Don’t relax just yet, euro-dollar parity’s still on its way

The euro hung onto gains on Wednesday after the U.S. dollar tumbled against the single currency on Tuesday, following a spike in German and U.S. government bond yields which rattled markets and pushed investors to reconsider their short bets on the euro.

Having touched lows of around $1.04 in March after the launch of the European Central Bank’s massive trillion-euro bond-buying program, the euro has climbed against the dollar as European government bond yields have edged higher and a resolution to debt talks between Greece and the euro zone have proven elusive.

But longer-term, fund managers invested in U.S. markets are still expecting the dollar to return to strength from current levels of around $1.12, with euro dollar parity, or a one-to-one exchange rate, still very much on the cards.

While the ECB has only just starting its quantitative easing program, the U.S. Federal Reserve is in the process of trying to wind its down, a move which has helped support the year-long rally in the dollar against a basket of currencies.

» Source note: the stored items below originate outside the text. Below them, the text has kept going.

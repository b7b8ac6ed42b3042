/// Rounds to two decimal places, halves away from zero.
///
/// Scaling first means a sum like `10.005` (stored as `10.00499...`) lands on
/// `1000.5000000000001` and rounds up, matching the decimal the value prints as.
pub fn round2(value: f64) -> f64 {
    (value * 100.0).round() / 100.0
}

/// Sums the present values of an optional column. Returns 0.0 for empty input.
pub fn sum_present<I>(values: I) -> f64
where
    I: IntoIterator<Item = Option<f64>>,
{
    values.into_iter().flatten().fold(0.0, |acc, v| acc + v)
}
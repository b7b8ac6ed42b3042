pub mod artifact;
pub mod assets;
pub mod config;
pub mod error;
pub mod output;
pub mod store;
pub mod warehouse;
pub mod weekly;
pub mod window;
pub mod zones;

pub use error::{PipelineError, WarehouseError};
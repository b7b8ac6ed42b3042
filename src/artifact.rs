//! Whole-file artifact writes.
//!
//! Artifacts are written to a temp file in the destination directory and
//! renamed over the target, so readers see either the old or the new file.

use std::fs;
use std::io::Write;
use std::path::Path;
use tempfile::NamedTempFile;

use crate::error::PipelineError;

fn parent_dir(path: &Path) -> &Path {
    match path.parent() {
        Some(parent) if !parent.as_os_str().is_empty() => parent,
        _ => Path::new("."),
    }
}

/// Creates a temp file next to `path`, keeping its extension so encoders
/// that pick a format from the file name still work.
pub(crate) fn temp_file_beside(path: &Path) -> Result<NamedTempFile, PipelineError> {
    let dir = parent_dir(path);
    fs::create_dir_all(dir).map_err(|e| PipelineError::io(dir, e))?;

    let suffix = path
        .extension()
        .map(|ext| format!(".{}", ext.to_string_lossy()))
        .unwrap_or_default();

    tempfile::Builder::new()
        .prefix(".tmp-")
        .suffix(&suffix)
        .tempfile_in(dir)
        .map_err(|e| PipelineError::io(dir, e))
}

/// Renames a finished temp file over `path`.
pub(crate) fn commit(tmp: NamedTempFile, path: &Path) -> Result<(), PipelineError> {
    tmp.persist(path)
        .map_err(|e| PipelineError::io(path, e.error))?;
    Ok(())
}

/// Replaces the file at `path` with `contents` in one rename.
pub fn write_atomic(path: &Path, contents: &[u8]) -> Result<(), PipelineError> {
    let mut tmp = temp_file_beside(path)?;
    tmp.write_all(contents)
        .and_then(|()| tmp.as_file().sync_all())
        .map_err(|e| PipelineError::io(path, e))?;
    commit(tmp, path)
}
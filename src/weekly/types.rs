//! Data types used by the weekly rollup.

use chrono::NaiveDate;
use serde::{Deserialize, Serialize};

/// Column order of the persisted weekly summary table.
pub const WEEKLY_SUMMARY_COLUMNS: [&str; 5] = [
    "period",
    "num_trips",
    "total_amount",
    "trip_distance",
    "passenger_count",
];

/// One raw trip row, projected to the columns the rollup needs.
///
/// Numeric columns may be null in the warehouse; nulls contribute nothing
/// to the sums but the row still counts as a trip.
#[derive(Debug, Clone, Default, PartialEq)]
pub struct TripRecord {
    pub vendor_id: Option<i64>,
    pub total_amount: Option<f64>,
    pub trip_distance: Option<f64>,
    pub passenger_count: Option<f64>,
}

/// Aggregated trips for one weekly window, one row of `trips_by_week.csv`.
///
/// Field order is the persisted column order.
#[derive(Debug, Clone, PartialEq, Serialize, Deserialize)]
pub struct WeeklySummary {
    pub period: NaiveDate,
    pub num_trips: u64,
    pub total_amount: f64,
    pub trip_distance: f64,
    pub passenger_count: i64,
}

impl WeeklySummary {
    /// A summary for a window with no trips.
    pub fn empty(period: NaiveDate) -> Self {
        Self {
            period,
            num_trips: 0,
            total_amount: 0.0,
            trip_distance: 0.0,
            passenger_count: 0,
        }
    }
}
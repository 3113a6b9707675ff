use eyre::{Result, WrapErr, bail, eyre};
use reqwest::{Client as HttpClient, RequestBuilder, Response, StatusCode, header::CONTENT_TYPE};
use tracing::{debug, error};
use url::Url;

use crate::models::{EventTimeSeries, EventTimeSeriesPage, MuteRequest};

/// Header carrying the org access token.
pub const TOKEN_HEADER: &str = "X-SF-TOKEN";
/// Event time series search, used to list active incidents.
pub const EVENT_TIME_SERIES_PATH: &str = "v1/eventtimeseries";
/// Incident resource prefix; the incident ID and action are appended.
pub const INCIDENT_PATH: &str = "v2/incident/";
/// Alert muting rules.
pub const ALERT_MUTING_PATH: &str = "v2/alertmuting";
/// Maximum number of incidents returned by [`Client::list_active_incidents`].
///
/// Only the first page is requested; incidents beyond this cap are not seen.
pub const LIST_LIMIT: u32 = 500;
/// Highest priority first, then most recently changed.
pub const LIST_ORDER: &str = "-sf_priority,-sf_anomalyStateUpdateTimestampMs";

/// Client for interacting with the SignalFx API.
#[derive(Debug, Clone)]
pub struct Client {
    http: HttpClient,
    token: String,
    org_id: String,
    base_url: Url,
}

impl Client {
    /// Create a new SignalFx API client rooted at `base_url`.
    ///
    /// A trailing slash is added to the base path if missing so endpoints resolve below it.
    pub fn new(token: String, org_id: String, mut base_url: Url) -> Self {
        if !base_url.path().ends_with('/') {
            let path = format!("{}/", base_url.path());
            base_url.set_path(&path);
        }
        Self { http: HttpClient::new(), token, org_id, base_url }
    }

    /// Authenticate the request.
    fn auth(&self, rb: RequestBuilder) -> RequestBuilder {
        rb.header(TOKEN_HEADER, &self.token)
    }

    fn endpoint(&self, path: &str) -> Result<Url> {
        self.base_url.join(path).wrap_err_with(|| format!("invalid endpoint path {path}"))
    }

    /// Search query selecting the organization's open, anomalous incidents.
    pub fn active_incidents_query(&self) -> String {
        format!(
            r#"sf_organizationID:{} AND (NOT sf_archived:true) AND ((((sf_anomalyState:("anomalous" "too high" "too low"))) AND (sf_detector.lowercase:* OR sf_displayName.lowercase:*)))"#,
            self.org_id
        )
    }

    /// List active incidents, highest priority first.
    pub async fn list_active_incidents(&self) -> Result<Vec<EventTimeSeries>> {
        let url = self.endpoint(EVENT_TIME_SERIES_PATH)?;
        let query = self.active_incidents_query();
        let limit = LIST_LIMIT.to_string();
        let resp = self
            .auth(self.http.get(url))
            .query(&[
                ("query", query.as_str()),
                ("offset", "0"),
                ("limit", limit.as_str()),
                ("order_by", LIST_ORDER),
            ])
            .send()
            .await?;

        let status = resp.status();
        let body = resp.text().await?;
        if !status.is_success() {
            error!(%status, body = %body, "Listing incidents failed");
            bail!("error listing incidents, got status code {}: {}", status.as_u16(), body);
        }

        let page: EventTimeSeriesPage =
            serde_json::from_str(&body).wrap_err("failed to decode incident list")?;
        debug!(count = page.rs.len(), "Fetched active incidents");
        Ok(page.rs)
    }

    /// Clear (resolve) an incident. Works for v1 and v2 detectors.
    pub async fn clear_incident(&self, id: &str) -> Result<()> {
        let mut url = self.endpoint(INCIDENT_PATH)?;
        url.path_segments_mut()
            .map_err(|_| eyre!("base URL {} cannot carry a path", self.base_url))?
            .pop_if_empty()
            .extend([id, "clear"]);

        let resp = self
            .auth(self.http.put(url))
            .header(CONTENT_TYPE, "application/json")
            .send()
            .await?;
        expect_status(resp, StatusCode::OK, || format!("error clearing incident {id}")).await
    }

    /// Create a muting rule. Works for v1 and v2 detectors.
    pub async fn mute_detector(&self, body: &MuteRequest) -> Result<()> {
        let url = self.endpoint(ALERT_MUTING_PATH)?;
        let resp = self.auth(self.http.post(url)).json(body).send().await?;
        expect_status(resp, StatusCode::CREATED, || {
            format!("error muting detector {}", body.detector_id().unwrap_or_default())
        })
        .await
    }
}

/// Fail unless `resp` has the `expected` status, reporting the body for diagnostics.
async fn expect_status(
    resp: Response,
    expected: StatusCode,
    context: impl FnOnce() -> String,
) -> Result<()> {
    let status = resp.status();
    if status == expected {
        return Ok(());
    }
    let body = resp.text().await?;
    let context = context();
    error!(%status, body = %body, "{context}");
    bail!("{context}, got status code {}: {body}", status.as_u16())
}
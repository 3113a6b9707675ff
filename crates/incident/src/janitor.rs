use chrono::Utc;
use config::{Opts, Task};
use eyre::{Result, bail};
use tracing::info;

use crate::{
    client::Client,
    mute::{MuteParams, mute_detector},
    normalize::normalize,
    resolver::{FailurePolicy, ResolveSummary, Resolver},
};

/// Runs the configured janitor task against SignalFx.
#[derive(Debug)]
pub struct Janitor {
    client: Client,
    opts: Opts,
}

impl Janitor {
    /// Create a janitor, building the API client from the configured credentials.
    pub fn new(opts: Opts) -> Self {
        let client = Client::new(
            opts.signalfx.token.clone(),
            opts.signalfx.org_id.clone(),
            opts.signalfx.api_url.clone(),
        );
        Self { client, opts }
    }

    /// Run the selected task to completion.
    pub async fn run(&self) -> Result<()> {
        match self.opts.task {
            Task::Stale => self.resolve_stale().await.map(|_| ()),
            Task::Mute => self.mute().await,
        }
    }

    /// Clear every active incident that has gone stale.
    pub async fn resolve_stale(&self) -> Result<ResolveSummary> {
        let series = self.client.list_active_incidents().await?;
        let incidents = normalize(&series);
        info!("Found {} incidents", incidents.len());

        let policy = if self.opts.continue_on_error {
            FailurePolicy::ContinueOnError
        } else {
            FailurePolicy::FailFast
        };
        let summary = Resolver::new(&self.client)
            .with_policy(policy)
            .with_dry_run(self.opts.dry_run)
            .resolve(&incidents, Utc::now())
            .await?;

        info!(
            inspected = summary.inspected,
            stale = summary.stale,
            cleared = summary.cleared,
            failed = summary.failed,
            dry_run = self.opts.dry_run,
            "Stale incident pass finished"
        );
        if summary.failed > 0 {
            bail!("failed to clear {} of {} stale incidents", summary.failed, summary.stale);
        }
        Ok(summary)
    }

    /// Mute the configured detector for the configured duration.
    pub async fn mute(&self) -> Result<()> {
        let params = MuteParams::from_options(
            self.opts.detector.as_deref(),
            self.opts.duration.as_deref(),
            self.opts.description.as_deref(),
        )?;
        mute_detector(&self.client, &params, self.opts.dry_run).await
    }
}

But as the Fed is expected to hike rates later this year, with most analysts eyeing September, some investors are anticipating further dollar strengthening.

Looking at historical moves in the dollar, the currency tends to move over three- of four-year cycles, where 20-30 percent appreciation is normal. All this points to the recent 15 percent appreciation in dollar against a number of other currencies has more room to run, according to chief investment officer of real return and asset allocation at PIMCO, Mihir Worah.

“We think there is another 5 to 10 percent appreciation left in the dollar. Clearly if the dollar moves too fast, it impacts what the Federal Reserve does, but to put numbers on it – we see parity versus euro and 125 versus the yen. So another 5 or 7 percent from here wouldn’t change what the Fed is likely to do from here,” Worah said, speaking at the Morningstar investment conference in London.

In light of the euro’s recent strength, a number of analysts have reconsidered the consensus long dollar, short euro trade after some weaker economic data from the U.S. pushed back expectations of a Fed rate hike.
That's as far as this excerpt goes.